Human amniotic fluid-derived mesenchymal stem cells (AF-MSCs) may be a valuable source for cell therapy and regenerative medicine. In this study, the potential of DNA methyltransferases (DNMT) inhibitors Decitabine, Zebularine, RG108 alone or combined with Zebularine and p53 inhibitor Pifithrin-α to induce cardiomyogenic differentiation of AF-MSCs was investigated. Differentiation into cardiomyocyte-like cells initiation was indicated with all agents by changes in the cell phenotype, upregulation of the relative expression of the main cardiac genes (NKX2-5, TNNT2, MYH6, and DES) as well as of cardiac ion channels genes (sodium, calcium, and potassium) as determined by reverse-transcription quantitative polymerase chain reaction and the increase in Connexin43 levels as detected from Western blot and immunofluorescence data.

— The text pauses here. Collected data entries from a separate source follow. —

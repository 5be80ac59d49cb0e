//! Request handlers.
//!
//! JSON handlers return `{ "data": ... }` envelopes and map errors via
//! [`crate::error::AppError`]. [`pages`] renders the HTML pages and handles
//! their form posts.

pub mod brands;
pub mod categories;
pub mod geocode;
pub mod markers;
pub mod pages;
pub mod spotlight;
pub mod votes;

Cellular energetics and mitochondrial function in induced cells were assessed using Seahorse analyzer and revealed the initiation of AF-MSCs metabolic transformation into cardiomyocyte-like cells. All used inducers were nontoxic to AF-MSCs, arrested cell cycle at the G0/G1 phase, and upregulated p53 and p21 expression. The relative expression of miR-34a and miR-145 that are related to cell cycle regulation was also observed. Furthermore, the evaluated levels of chromatin remodeling proteins enhancer of zeste homolog 2, suppressor of zeste 12 protein homolog, DNMT1, histone deacetylase 1 (HDAC1), HDAC2, and heterochromatin protein 1α, as well as the rate of activating histone modifications, exhibited rearrangements of chromatin after the induction of cardiomyogenic differentiation. In conclusion, we demonstrated that all explored DNMT and p53 inhibitors initiated cardiomyogenesis-related alterations in AF-MSCs through rather similar mechanisms but to a different extent providing useful insights for the future research and potential applications of AF-MSCs.